The word “normal” (https://www.merriam-webster.com/dictionary/normal) has several definitions, including a chemical definition and the mathematical one noted above. Among the others is “approximating the statistical average or norm”, which simply describes a situation and how common it is. Another other is “generally free from physical or mental impairment or dysfunction : exhibiting or marked by healthy or sound functioning”, which includes terms which are subjective, technical, or both.
Look at it this way. A person suffering from depression can be both “normal” and “not normal” at the same time, depending on which definition is used. This person may be struggling with the pressure of the COVID-19 pandemic and reacting in a way consistent with the way “most people” might – so, “normal” according to the first definition listed above.
At the same time, they might (or might not) satisfy the criteria for a diagnosis of “depression” by a medical professional, which describes a “mental impairment or dysfunction”. Based on the second definition, this makes the person “not normal”.
In practice, probably safest to avoid any value judgments based on a term like “normal”.
So, with regard to normalization of data, I have previously commented on it, both when I noted that I originally learned about it without ever hearing the word “normalization” (https://www.til-technology.com/post/it-was-twenty-years-ago-today), and when defining what we mean by a database in the first place (https://www.til-technology.com/post/data-basics-what-is-a-database). Still, it’s hard to over-emphasize the importance of understanding the basic concepts if you want to understand business intelligence and reporting (https://www.til-technology.com/post/data-is-blood).
Basic data modelling for a system should formally be broken into “logical” data modelling and “physical” data modelling. (I’ll describe things in traditional “relational” terms, but the concept applies more generally)
Logical modelling is where we try to understand how data will be gathered or used, generally from a business perspective. Going back to our example of Alice’s bookstore, we need to understand things like inventory, sales, and reporting. The data analyst needs to understand and dig into things which may seem trivial but can be vital. A superficial understanding might lead one to believe that a “book” has a “price”, and fail to understand that a “book” might include multiple editions with different prices, such as a hard-cover, soft-cover, e-book, spoken word recording, etc. There may also be significant differences in how these different editions are handled – there’s a big difference between a shipment of 1000 physical books, and hosting an e-book.
In contrast, physical modelling is where we take a logical model and made decisions about how we implement it. It is highly dependent on the quality of the logical model, and many organizations short-change the modelling process, leading to many issues and rework. (I was involved in a project where the logical modelling was done, and then leadership announced that the first version of the tool we were building would be deployed in a very short time frame. The practical impact was that we had to basically skip the physical modelling and implement the logical model – we got it to work, but had issues for years to come as a result of being forced to short-change the physical modelling.)

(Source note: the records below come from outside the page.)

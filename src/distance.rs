use ndarray::ArrayView1;

/// Distance metric used for nearest-neighbor comparisons.
///
/// Every metric here is a sum of per-coordinate terms, which is what the
/// tree indexes rely on to bound the distance to an unexplored region.
/// Searches work in a *reduced* space (the sum itself, before any root is
/// taken) and only convert to the reported distance at the end.
#[derive(Debug, Clone, Copy, PartialEq, Eq, Default)]
#[cfg_attr(
    feature = "persistence",
    derive(serde::Serialize, serde::Deserialize)
)]
pub enum DistanceMetric {
    /// Squared L2 distance. No root is taken. Range [0, inf).
    #[default]
    SquaredEuclidean,
    /// L2 distance. Ranked internally by its square. Range [0, inf).
    Euclidean,
    /// L1 distance. Range [0, inf).
    Manhattan,
}

impl DistanceMetric {
    /// Compute the distance between two vectors using this metric.
    pub fn compute(&self, a: &ArrayView1<f32>, b: &ArrayView1<f32>) -> f32 {
        self.finish(self.reduced(a, b))
    }

    /// Reduced distance: monotone in [`compute`](Self::compute) and additive
    /// over coordinates.
    #[inline]
    pub fn reduced(&self, a: &ArrayView1<f32>, b: &ArrayView1<f32>) -> f32 {
        match self {
            DistanceMetric::SquaredEuclidean | DistanceMetric::Euclidean => {
                squared_euclidean(a, b)
            }
            DistanceMetric::Manhattan => manhattan(a, b),
        }
    }

    /// Reduced contribution of a single coordinate difference.
    #[inline]
    pub fn coordinate_term(&self, diff: f32) -> f32 {
        match self {
            DistanceMetric::SquaredEuclidean | DistanceMetric::Euclidean => diff * diff,
            DistanceMetric::Manhattan => diff.abs(),
        }
    }

    /// Convert a reduced distance into the distance reported to callers.
    #[inline]
    pub fn finish(&self, reduced: f32) -> f32 {
        match self {
            DistanceMetric::Euclidean => reduced.sqrt(),
            _ => reduced,
        }
    }

    /// Map a reduced distance into a space where the triangle inequality
    /// holds, and back. Used for ball bounds in the k-means tree.
    #[inline]
    pub(crate) fn to_metric_space(&self, reduced: f32) -> f32 {
        match self {
            DistanceMetric::SquaredEuclidean | DistanceMetric::Euclidean => reduced.sqrt(),
            DistanceMetric::Manhattan => reduced,
        }
    }

    #[inline]
    pub(crate) fn from_metric_space(&self, d: f32) -> f32 {
        match self {
            DistanceMetric::SquaredEuclidean | DistanceMetric::Euclidean => d * d,
            DistanceMetric::Manhattan => d,
        }
    }
}

/// Squared Euclidean distance between two vectors.
pub fn squared_euclidean(a: &ArrayView1<f32>, b: &ArrayView1<f32>) -> f32 {
    a.iter()
        .zip(b.iter())
        .map(|(x, y)| {
            let d = x - y;
            d * d
        })
        .sum()
}

/// Manhattan (L1) distance between two vectors.
pub fn manhattan(a: &ArrayView1<f32>, b: &ArrayView1<f32>) -> f32 {
    a.iter().zip(b.iter()).map(|(x, y)| (x - y).abs()).sum()
}

#[cfg(test)]
mod tests {
    use super::*;
    use ndarray::array;

    #[test]
    fn test_squared_euclidean_default() {
        let a = array![0.0, 0.0];
        let b = array![3.0, 4.0];
        let d = DistanceMetric::default().compute(&a.view(), &b.view());
        assert!((d - 25.0).abs() < 1e-6);
    }

    #[test]
    fn test_euclidean_takes_root_only_at_the_end() {
        let a = array![0.0, 0.0];
        let b = array![3.0, 4.0];
        let m = DistanceMetric::Euclidean;
        assert!((m.reduced(&a.view(), &b.view()) - 25.0).abs() < 1e-6);
        assert!((m.compute(&a.view(), &b.view()) - 5.0).abs() < 1e-6);
    }

    #[test]
    fn test_manhattan() {
        let a = array![1.0, -1.0, 2.0];
        let b = array![0.0, 1.0, 2.0];
        let d = DistanceMetric::Manhattan.compute(&a.view(), &b.view());
        assert!((d - 3.0).abs() < 1e-6);
    }

    #[test]
    fn test_symmetric_and_zero_on_identity() {
        let a = array![0.5, -2.0, 7.25];
        let b = array![1.5, 3.0, -1.0];
        for m in [
            DistanceMetric::SquaredEuclidean,
            DistanceMetric::Euclidean,
            DistanceMetric::Manhattan,
        ] {
            assert_eq!(m.compute(&a.view(), &b.view()), m.compute(&b.view(), &a.view()));
            assert_eq!(m.compute(&a.view(), &a.view()), 0.0);
        }
    }

    #[test]
    fn test_coordinate_terms_sum_to_reduced() {
        let a = array![1.0, 2.0, 3.0];
        let b = array![2.0, 0.0, 3.5];
        for m in [DistanceMetric::SquaredEuclidean, DistanceMetric::Manhattan] {
            let summed: f32 = a
                .iter()
                .zip(b.iter())
                .map(|(x, y)| m.coordinate_term(x - y))
                .sum();
            assert!((summed - m.reduced(&a.view(), &b.view())).abs() < 1e-6);
        }
    }
}
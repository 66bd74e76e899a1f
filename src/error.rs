use thiserror::Error;

use crate::registry::IndexHandle;

/// Errors that can occur when building or querying an index.
#[derive(Debug, Error)]
pub enum AnnError {
    #[error("invalid argument: {0}")]
    InvalidArgument(String),

    #[error("dimension mismatch: expected {expected}, got {got}")]
    DimensionMismatch { expected: usize, got: usize },

    #[error("dataset must contain at least one point of non-zero dimension")]
    EmptyDataset,

    #[error("invalid index handle: {0}")]
    InvalidHandle(IndexHandle),

    #[error("unsupported algorithm code: {0}")]
    UnsupportedAlgorithm(i64),

    #[error("unsupported centers init code: {0}")]
    UnsupportedCentersInit(i64),

    #[error("allocation failure: {0}")]
    AllocationFailure(String),

    #[cfg(feature = "persistence")]
    #[error("serialization error: {0}")]
    Serialization(String),

    #[cfg(feature = "persistence")]
    #[error("io error: {0}")]
    Io(#[from] std::io::Error),
}

/// A specialized Result type for index operations.
pub type Result<T> = std::result::Result<T, AnnError>;

/// Validate that a buffer of `rows * cols` values of `T` fits in memory.
///
/// Returns the entry count.
pub(crate) fn check_buffer<T>(rows: usize, cols: usize) -> Result<usize> {
    let total = rows.checked_mul(cols).ok_or_else(|| {
        AnnError::AllocationFailure(format!("{rows} x {cols} result buffer overflows usize"))
    })?;
    match total.checked_mul(std::mem::size_of::<T>()) {
        Some(bytes) if bytes <= isize::MAX as usize => Ok(total),
        _ => Err(AnnError::AllocationFailure(format!(
            "{rows} x {cols} result buffer exceeds the address space"
        ))),
    }
}

/// Reserve a buffer of `rows * cols` entries, reporting overflow or
/// allocator refusal instead of aborting.
pub(crate) fn reserve_buffer<T>(rows: usize, cols: usize) -> Result<Vec<T>> {
    let total = check_buffer::<T>(rows, cols)?;
    let mut buf = Vec::new();
    buf.try_reserve_exact(total)
        .map_err(|e| AnnError::AllocationFailure(format!("{total} entries: {e}")))?;
    Ok(buf)
}
//! Shared search machinery: the bounded result set, the branch queue entry
//! and the per-query visit budget.

use std::cmp::Ordering;
use std::collections::BinaryHeap;

use fixedbitset::FixedBitSet;

use crate::distance::DistanceMetric;

/// A single nearest-neighbor result.
#[derive(Debug, Clone, Copy, PartialEq)]
pub struct Neighbor {
    /// Zero-based point index in the dataset.
    pub index: usize,
    /// Distance from the query (lower is closer).
    pub distance: f32,
}

/// Candidate held in the result heap. Ordered by (distance, index) so that
/// equal distances resolve towards the lower point index.
#[derive(Debug, Clone, Copy)]
struct Candidate {
    reduced: f32,
    index: usize,
}

impl PartialEq for Candidate {
    fn eq(&self, other: &Self) -> bool {
        self.cmp(other) == Ordering::Equal
    }
}

impl Eq for Candidate {}

impl PartialOrd for Candidate {
    fn partial_cmp(&self, other: &Self) -> Option<Ordering> {
        Some(self.cmp(other))
    }
}

impl Ord for Candidate {
    fn cmp(&self, other: &Self) -> Ordering {
        self.reduced
            .total_cmp(&other.reduced)
            .then(self.index.cmp(&other.index))
    }
}

/// Fixed-capacity set of the best `k` candidates seen so far.
///
/// Backed by a max-heap so the current worst candidate is at the top.
#[derive(Debug)]
pub struct KnnResultSet {
    k: usize,
    heap: BinaryHeap<Candidate>,
}

impl KnnResultSet {
    pub fn new(k: usize) -> Self {
        Self {
            k,
            heap: BinaryHeap::with_capacity(k + 1),
        }
    }

    pub fn len(&self) -> usize {
        self.heap.len()
    }

    pub fn is_empty(&self) -> bool {
        self.heap.is_empty()
    }

    pub fn is_full(&self) -> bool {
        self.heap.len() >= self.k
    }

    /// Reduced distance a new candidate has to beat; infinite until full.
    #[inline]
    pub fn worst(&self) -> f32 {
        if self.is_full() {
            self.heap.peek().map_or(f32::INFINITY, |c| c.reduced)
        } else {
            f32::INFINITY
        }
    }

    /// Offer a candidate. Callers must not offer the same index twice.
    #[inline]
    pub fn add(&mut self, index: usize, reduced: f32) {
        if self.k == 0 {
            return;
        }
        let cand = Candidate { reduced, index };
        if !self.is_full() {
            self.heap.push(cand);
        } else if let Some(top) = self.heap.peek() {
            if cand < *top {
                self.heap.pop();
                self.heap.push(cand);
            }
        }
    }

    /// Drain into neighbors sorted by ascending distance, ties by index.
    pub fn into_sorted(self, metric: DistanceMetric) -> Vec<Neighbor> {
        self.heap
            .into_sorted_vec()
            .into_iter()
            .map(|c| Neighbor {
                index: c.index,
                distance: metric.finish(c.reduced),
            })
            .collect()
    }
}

/// An unexplored subtree waiting in the branch queue.
///
/// `priority` orders exploration (smallest first). `bound` is a lower bound
/// on the reduced distance from the query to anything inside the subtree
/// and is what pruning tests against.
#[derive(Debug, Clone, Copy)]
pub(crate) struct Branch<N> {
    pub priority: f32,
    pub bound: f32,
    pub node: N,
}

impl<N> PartialEq for Branch<N> {
    fn eq(&self, other: &Self) -> bool {
        self.cmp(other) == Ordering::Equal
    }
}

impl<N> Eq for Branch<N> {}

impl<N> PartialOrd for Branch<N> {
    fn partial_cmp(&self, other: &Self) -> Option<Ordering> {
        Some(self.cmp(other))
    }
}

impl<N> Ord for Branch<N> {
    // Reversed: BinaryHeap is a max-heap and we pop the closest branch.
    fn cmp(&self, other: &Self) -> Ordering {
        other
            .priority
            .total_cmp(&self.priority)
            .then(other.bound.total_cmp(&self.bound))
    }
}

/// Per-query traversal state: which points were already examined and how
/// much of the budget is spent.
#[derive(Debug)]
pub struct SearchContext {
    visited: FixedBitSet,
    checks: usize,
    max_checks: usize,
}

impl SearchContext {
    pub fn new(num_points: usize, max_checks: usize) -> Self {
        Self {
            visited: FixedBitSet::with_capacity(num_points),
            checks: 0,
            max_checks,
        }
    }

    /// Points examined so far.
    pub fn checks(&self) -> usize {
        self.checks
    }

    /// Start a fresh budget, keeping the visited set.
    pub fn reset_budget(&mut self) {
        self.checks = 0;
    }

    /// True once the budget is spent and `result` holds `k` candidates.
    #[inline]
    pub fn exhausted(&self, result: &KnnResultSet) -> bool {
        self.checks >= self.max_checks && result.is_full()
    }

    /// Mark `point` examined. Returns false if it already was.
    #[inline]
    pub fn visit(&mut self, point: usize) -> bool {
        if self.visited.put(point) {
            return false;
        }
        self.checks += 1;
        true
    }
}
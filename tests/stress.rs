use annforest::*;
use rand::rngs::StdRng;
use rand::{Rng, SeedableRng};
use rand_distr::{Distribution, Normal};
use std::sync::atomic::{AtomicBool, AtomicUsize, Ordering};
use std::sync::Arc;
use std::thread;

// ---------------------------------------------------------------------------
// Helpers
// ---------------------------------------------------------------------------

fn random_dataset(n: usize, dim: usize, seed: u64) -> Dataset {
    let mut rng = StdRng::seed_from_u64(seed);
    let normal = Normal::new(0.0f32, 1.0).unwrap();
    let rows: Vec<Vec<f32>> = (0..n)
        .map(|_| (0..dim).map(|_| normal.sample(&mut rng)).collect())
        .collect();
    Dataset::from_rows(&rows).unwrap()
}

fn kdtree_mode(seed: u64) -> BuildMode {
    BuildMode::Manual(
        IndexParameters::builder()
            .algorithm(Algorithm::KdTree)
            .trees(2)
            .checks(32)
            .seed(seed)
            .build()
            .unwrap(),
    )
}

// ---------------------------------------------------------------------------
// 1. Concurrent build + search
//    4 builder threads register indexes while 4 readers search the ones
//    already published. Verify no panics and every handle stays valid.
// ---------------------------------------------------------------------------

#[test]
fn stress_concurrent_build_and_search() {
    let engine = Arc::new(Engine::with_metrics());
    let published = Arc::new(parking_lot::Mutex::new(Vec::<(IndexHandle, Dataset)>::new()));
    let done = Arc::new(AtomicBool::new(false));
    let mut workers = Vec::new();

    for t in 0..4u64 {
        let engine = Arc::clone(&engine);
        let published = Arc::clone(&published);
        workers.push(thread::spawn(move || {
            for i in 0..10u64 {
                let ds = random_dataset(300, 8, t * 100 + i);
                let out = engine.build_index(&ds, &kdtree_mode(i)).unwrap();
                published.lock().push((out.handle, ds));
            }
        }));
    }

    let searches = Arc::new(AtomicUsize::new(0));
    let mut readers = Vec::new();
    for t in 0..4u64 {
        let engine = Arc::clone(&engine);
        let published = Arc::clone(&published);
        let done = Arc::clone(&done);
        let searches = Arc::clone(&searches);
        readers.push(thread::spawn(move || {
            let mut rng = StdRng::seed_from_u64(1000 + t);
            while !done.load(Ordering::Relaxed) {
                let pick = {
                    let list = published.lock();
                    if list.is_empty() {
                        None
                    } else {
                        Some(list[rng.gen_range(0..list.len())].clone())
                    }
                };
                let Some((handle, ds)) = pick else {
                    thread::yield_now();
                    continue;
                };
                let row = rng.gen_range(0..ds.len());
                let queries = ds.select(&[row]).unwrap();
                let res = engine
                    .find_nearest_neighbors_index(handle, &queries, 3, None)
                    .unwrap();
                assert_eq!(res[0].len(), 3);
                assert_eq!(res[0][0], row, "self query must return itself first");
                searches.fetch_add(1, Ordering::Relaxed);
            }
        }));
    }

    for w in workers {
        w.join().unwrap();
    }
    done.store(true, Ordering::Relaxed);
    for r in readers {
        r.join().unwrap();
    }

    assert_eq!(engine.len(), 40);
    let m = engine.metrics().unwrap();
    assert_eq!(m.build_count, 40);
    assert_eq!(m.query_count as usize, searches.load(Ordering::Relaxed));
}

// ---------------------------------------------------------------------------
// 2. Free under concurrent reads
//    Readers hammer a handle while another thread frees it. Every search
//    either succeeds with a full result or fails with InvalidHandle.
// ---------------------------------------------------------------------------

#[test]
fn stress_free_under_concurrent_reads() {
    let engine = Arc::new(Engine::new());
    let ds = random_dataset(2000, 16, 7);
    let out = engine.build_index(&ds, &kdtree_mode(3)).unwrap();
    let handle = out.handle;

    let invalid = Arc::new(AtomicUsize::new(0));
    let mut readers = Vec::new();
    for t in 0..6u64 {
        let engine = Arc::clone(&engine);
        let ds = ds.clone();
        let invalid = Arc::clone(&invalid);
        readers.push(thread::spawn(move || {
            let mut rng = StdRng::seed_from_u64(t);
            for _ in 0..200 {
                let rows: Vec<usize> = (0..8).map(|_| rng.gen_range(0..ds.len())).collect();
                let queries = ds.select(&rows).unwrap();
                match engine.find_nearest_neighbors_index(handle, &queries, 5, None) {
                    Ok(res) => {
                        assert_eq!(res.len(), 8);
                        assert!(res.iter().all(|r| r.len() == 5));
                    }
                    Err(AnnError::InvalidHandle(h)) => {
                        assert_eq!(h, handle);
                        invalid.fetch_add(1, Ordering::Relaxed);
                    }
                    Err(other) => panic!("unexpected error: {other}"),
                }
            }
        }));
    }

    thread::sleep(std::time::Duration::from_millis(5));
    engine.free_index(handle).unwrap();

    for r in readers {
        r.join().unwrap();
    }
    assert!(engine.is_empty());
    assert!(matches!(
        engine.find_nearest_neighbors_index(handle, &ds, 1, None),
        Err(AnnError::InvalidHandle(_))
    ));
}

// ---------------------------------------------------------------------------
// 3. Rapid build-free cycles
//    Slots get recycled; stale handles must never resolve to a new index.
// ---------------------------------------------------------------------------

#[test]
fn stress_rapid_build_free_cycles() {
    let engine = Arc::new(Engine::new());
    let mut workers = Vec::new();

    for t in 0..4u64 {
        let engine = Arc::clone(&engine);
        workers.push(thread::spawn(move || {
            let linear = BuildMode::Manual(
                IndexParameters::builder()
                    .algorithm(Algorithm::Linear)
                    .build()
                    .unwrap(),
            );
            let mut stale = Vec::new();
            for i in 0..100u64 {
                let ds = random_dataset(16, 2, t * 1000 + i);
                let out = engine.build_index(&ds, &linear).unwrap();
                for old in &stale {
                    assert!(engine.index(*old).is_err(), "stale handle {old} resolved");
                }
                engine.free_index(out.handle).unwrap();
                stale.push(out.handle);
            }
        }));
    }
    for w in workers {
        w.join().unwrap();
    }
    assert!(engine.is_empty());
}

// ---------------------------------------------------------------------------
// 4. Large-scale build
//    100,000 points of dim 32; check stats and that self queries resolve.
// ---------------------------------------------------------------------------

#[test]
fn stress_large_scale_build() {
    let ds = random_dataset(100_000, 32, 11);
    let p = IndexParameters::builder()
        .algorithm(Algorithm::KdTree)
        .trees(4)
        .checks(256)
        .seed(5)
        .build()
        .unwrap();
    let index = Index::build(&ds, &p).unwrap();

    let stats = index.stats();
    assert_eq!(stats.num_points, 100_000);
    assert_eq!(stats.dimension, 32);
    assert!(stats.index_memory_bytes > 0);

    let queries = ds.select(&[0, 12_345, 99_999]).unwrap();
    let res = index.knn_search_batch(&queries, 10, 256).unwrap();
    for (r, expected) in res.iter().zip([0, 12_345, 99_999]) {
        assert_eq!(r.len(), 10);
        assert_eq!(r[0].index, expected);
    }
}
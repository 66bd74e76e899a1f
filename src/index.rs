use std::time::Instant;

use ndarray::ArrayView1;
#[cfg(feature = "parallel")]
use rayon::prelude::*;

use crate::composite::CompositeIndex;
use crate::dataset::Dataset;
use crate::error::{check_buffer, reserve_buffer, AnnError, Result};
use crate::kdtree::KdTreeIndex;
use crate::kmeans::KMeansTreeIndex;
use crate::linear::LinearIndex;
use crate::params::{Algorithm, IndexParameters};
use crate::search::{KnnResultSet, Neighbor, SearchContext};

/// Capability shared by every concrete index structure.
pub trait NearestNeighborIndex: Send + Sync {
    /// Build over `dataset`. `params` has already been validated and carries
    /// a resolved seed.
    fn build(dataset: &Dataset, params: &IndexParameters) -> Result<Self>
    where
        Self: Sized;

    /// Offer candidates for `query` to `result`, spending from `ctx`'s budget.
    fn search(&self, query: &ArrayView1<f32>, result: &mut KnnResultSet, ctx: &mut SearchContext);

    /// Bytes held by derived structures, excluding the dataset itself.
    fn used_memory(&self) -> usize;

    /// Number of indexed points.
    fn size(&self) -> usize;
}

/// The built structure, tagged by algorithm.
#[derive(Debug, Clone)]
pub enum IndexVariant {
    Linear(LinearIndex),
    KdTree(KdTreeIndex),
    KMeans(KMeansTreeIndex),
    Composite(CompositeIndex),
}

impl IndexVariant {
    fn build(dataset: &Dataset, params: &IndexParameters) -> Result<Self> {
        Ok(match params.algorithm {
            Algorithm::Linear => IndexVariant::Linear(LinearIndex::build(dataset, params)?),
            Algorithm::KdTree => IndexVariant::KdTree(KdTreeIndex::build(dataset, params)?),
            Algorithm::KMeans => IndexVariant::KMeans(KMeansTreeIndex::build(dataset, params)?),
            Algorithm::Composite => {
                IndexVariant::Composite(CompositeIndex::build(dataset, params)?)
            }
        })
    }

    fn inner(&self) -> &dyn NearestNeighborIndex {
        match self {
            IndexVariant::Linear(i) => i,
            IndexVariant::KdTree(i) => i,
            IndexVariant::KMeans(i) => i,
            IndexVariant::Composite(i) => i,
        }
    }
}

/// Aggregate statistics about a built index.
#[derive(Debug, Clone)]
pub struct IndexStats {
    pub algorithm: Algorithm,
    pub num_points: usize,
    pub dimension: usize,
    pub num_trees: usize,
    pub num_nodes: usize,
    pub index_memory_bytes: usize,
    pub dataset_memory_bytes: usize,
}

impl std::fmt::Display for IndexStats {
    fn fmt(&self, f: &mut std::fmt::Formatter<'_>) -> std::fmt::Result {
        write!(
            f,
            "Index {{ algorithm: {}, points: {}, dim: {}, trees: {}, nodes: {}, \
             index mem: ~{:.1}MB, data mem: ~{:.1}MB }}",
            self.algorithm,
            self.num_points,
            self.dimension,
            self.num_trees,
            self.num_nodes,
            self.index_memory_bytes as f64 / (1024.0 * 1024.0),
            self.dataset_memory_bytes as f64 / (1024.0 * 1024.0),
        )
    }
}

/// A built search structure over one dataset, together with the effective
/// parameters that produced it.
#[derive(Debug, Clone)]
pub struct Index {
    variant: IndexVariant,
    params: IndexParameters,
    dataset: Dataset,
}

impl Index {
    /// Build an index with manual parameters.
    ///
    /// When `params.seed` is unset a seed is drawn here and recorded in
    /// [`params`](Self::params), so the effective parameters rebuild the
    /// same structure.
    pub fn build(dataset: &Dataset, params: &IndexParameters) -> Result<Self> {
        params.validate()?;
        let mut params = params.clone();
        params.seed.get_or_insert_with(rand::random);

        let start = Instant::now();
        let variant = IndexVariant::build(dataset, &params)?;
        let index = Self {
            variant,
            params,
            dataset: dataset.clone(),
        };

        tracing::info!(
            algorithm = %index.params.algorithm,
            points = dataset.len(),
            dim = dataset.dim(),
            elapsed_ms = start.elapsed().as_secs_f64() * 1e3,
            memory_bytes = index.used_memory(),
            "index built"
        );
        Ok(index)
    }

    pub fn params(&self) -> &IndexParameters {
        &self.params
    }

    /// Replace the default search budget recorded in the effective parameters.
    pub(crate) fn set_checks(&mut self, checks: usize) {
        self.params.checks = checks;
    }

    pub fn algorithm(&self) -> Algorithm {
        self.params.algorithm
    }

    pub fn dataset(&self) -> &Dataset {
        &self.dataset
    }

    pub fn variant(&self) -> &IndexVariant {
        &self.variant
    }

    pub fn size(&self) -> usize {
        self.variant.inner().size()
    }

    pub fn dim(&self) -> usize {
        self.dataset.dim()
    }

    pub fn used_memory(&self) -> usize {
        self.variant.inner().used_memory()
    }

    /// Find up to `nn` neighbors of `query`, examining about `checks` points.
    ///
    /// Returns fewer than `nn` results only when the dataset is smaller.
    pub fn knn_search(&self, query: &[f32], nn: usize, checks: usize) -> Result<Vec<Neighbor>> {
        self.check_request(query.len(), nn, checks)?;
        Ok(self.search_one(&ArrayView1::from(query), nn, checks).0)
    }

    /// Search every point of `queries`; results are in query order.
    pub fn knn_search_batch(
        &self,
        queries: &Dataset,
        nn: usize,
        checks: usize,
    ) -> Result<Vec<Vec<Neighbor>>> {
        Ok(self.search_batch_counted(queries, nn, checks)?.0)
    }

    /// Batch search that also reports the total number of points examined.
    pub(crate) fn search_batch_counted(
        &self,
        queries: &Dataset,
        nn: usize,
        checks: usize,
    ) -> Result<(Vec<Vec<Neighbor>>, usize)> {
        self.check_request(queries.dim(), nn, checks)?;
        check_buffer::<Neighbor>(queries.len(), nn.min(self.size()))?;
        let mut out = reserve_buffer::<Vec<Neighbor>>(queries.len(), 1)?;

        #[cfg(feature = "parallel")]
        let per_query: Vec<(Vec<Neighbor>, usize)> = (0..queries.len())
            .into_par_iter()
            .map(|q| self.search_one(&queries.point(q), nn, checks))
            .collect();
        #[cfg(not(feature = "parallel"))]
        let per_query: Vec<(Vec<Neighbor>, usize)> = (0..queries.len())
            .map(|q| self.search_one(&queries.point(q), nn, checks))
            .collect();

        let mut total_checks = 0;
        for (neighbors, examined) in per_query {
            total_checks += examined;
            out.push(neighbors);
        }
        Ok((out, total_checks))
    }

    /// Compute aggregate statistics about the index.
    pub fn stats(&self) -> IndexStats {
        let (num_trees, num_nodes) = match &self.variant {
            IndexVariant::Linear(_) => (0, 0),
            IndexVariant::KdTree(i) => (i.num_trees(), i.num_nodes()),
            IndexVariant::KMeans(i) => (1, i.num_nodes()),
            IndexVariant::Composite(i) => (
                i.kdtree().num_trees() + 1,
                i.kdtree().num_nodes() + i.kmeans().num_nodes(),
            ),
        };
        IndexStats {
            algorithm: self.algorithm(),
            num_points: self.size(),
            dimension: self.dim(),
            num_trees,
            num_nodes,
            index_memory_bytes: self.used_memory(),
            dataset_memory_bytes: self.dataset.memory_bytes(),
        }
    }

    fn check_request(&self, query_dim: usize, nn: usize, checks: usize) -> Result<()> {
        if query_dim != self.dim() {
            return Err(AnnError::DimensionMismatch {
                expected: self.dim(),
                got: query_dim,
            });
        }
        if nn == 0 {
            return Err(AnnError::InvalidArgument("nn must be > 0".into()));
        }
        if checks == 0 {
            return Err(AnnError::InvalidArgument("checks must be > 0".into()));
        }
        Ok(())
    }

    pub(crate) fn search_one(
        &self,
        query: &ArrayView1<f32>,
        nn: usize,
        checks: usize,
    ) -> (Vec<Neighbor>, usize) {
        let mut result = KnnResultSet::new(nn.min(self.size()));
        let mut ctx = SearchContext::new(self.size(), checks);
        self.variant.inner().search(query, &mut result, &mut ctx);
        (result.into_sorted(self.params.metric), ctx.checks())
    }
}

This is the point where things get interesting, though. As a general rule (over-simplifying, of course), a transactional application (such as a point-of-sale system) should be “fully” normalized https://en.wikipedia.org/wiki/Database_normalization), so that transactional processing can be handled as quickly and efficiently as possible.
But what about reporting? What if I want to generate monthly reports on sales across different stores, or annual reports on sales for books by a specific author?
In years past, many organizations built “data warehouses” (https://en.wikipedia.org/wiki/Data_warehouse) to support enterprise reporting, usually pulling data from multiple transactional systems into a single reporting system. There are several approaches available for organizing the data, along with endless debate and criticism that I won’t get into.
One model is the “snowflake”, which keeps a more normalized model that is optimized for analytical reporting.
In contrast, a number of reporting systems denormalize (https://en.wikipedia.org/wiki/Denormalization) their data to a greater degree, to simplify visualization and query generation. This might seem like it’s reversing the process of normalization and giving up the advantages, but it’s really not. The idea is to organize the data in such a way as to optimize the efficiency of reporting, rather than that of transactions.
One issue I have seen many times is dogmatism associated with different approaches, often (sadly) combined with a lack of thorough understanding of the underlying issues. In this case, people talk about denormalization as “good” or “bad”, often without even understanding that there is more than one type.
Similar to logical vs physical modelling, we can also have logical or physical denormalization. Logical denormalization refers to building a database query and building reports on that query, while physical denormalization refers to building a separate table of denormalized data.
From the end user’s perspective, the two approaches usually appear identical, so the debate is generally on the technology side. Some say that logical denormalization is superior due to the efficiency of storage, while critics say that the database queries are less efficient due to their complexity. Others say that physical denormalization is superior due to all data being pulled from a single location, while critics say that the cost of additional storage and pre-processing is sub-optimal.
As always, the issue is complex and the answers have changed over the years, as the technology has evolved. In years past, a reporting system generally focused on structured data (ie, data from transactional systems), but nowadays, many reporting systems include semi-structured or unstructured data, and a vastly more complex environment than existed previously.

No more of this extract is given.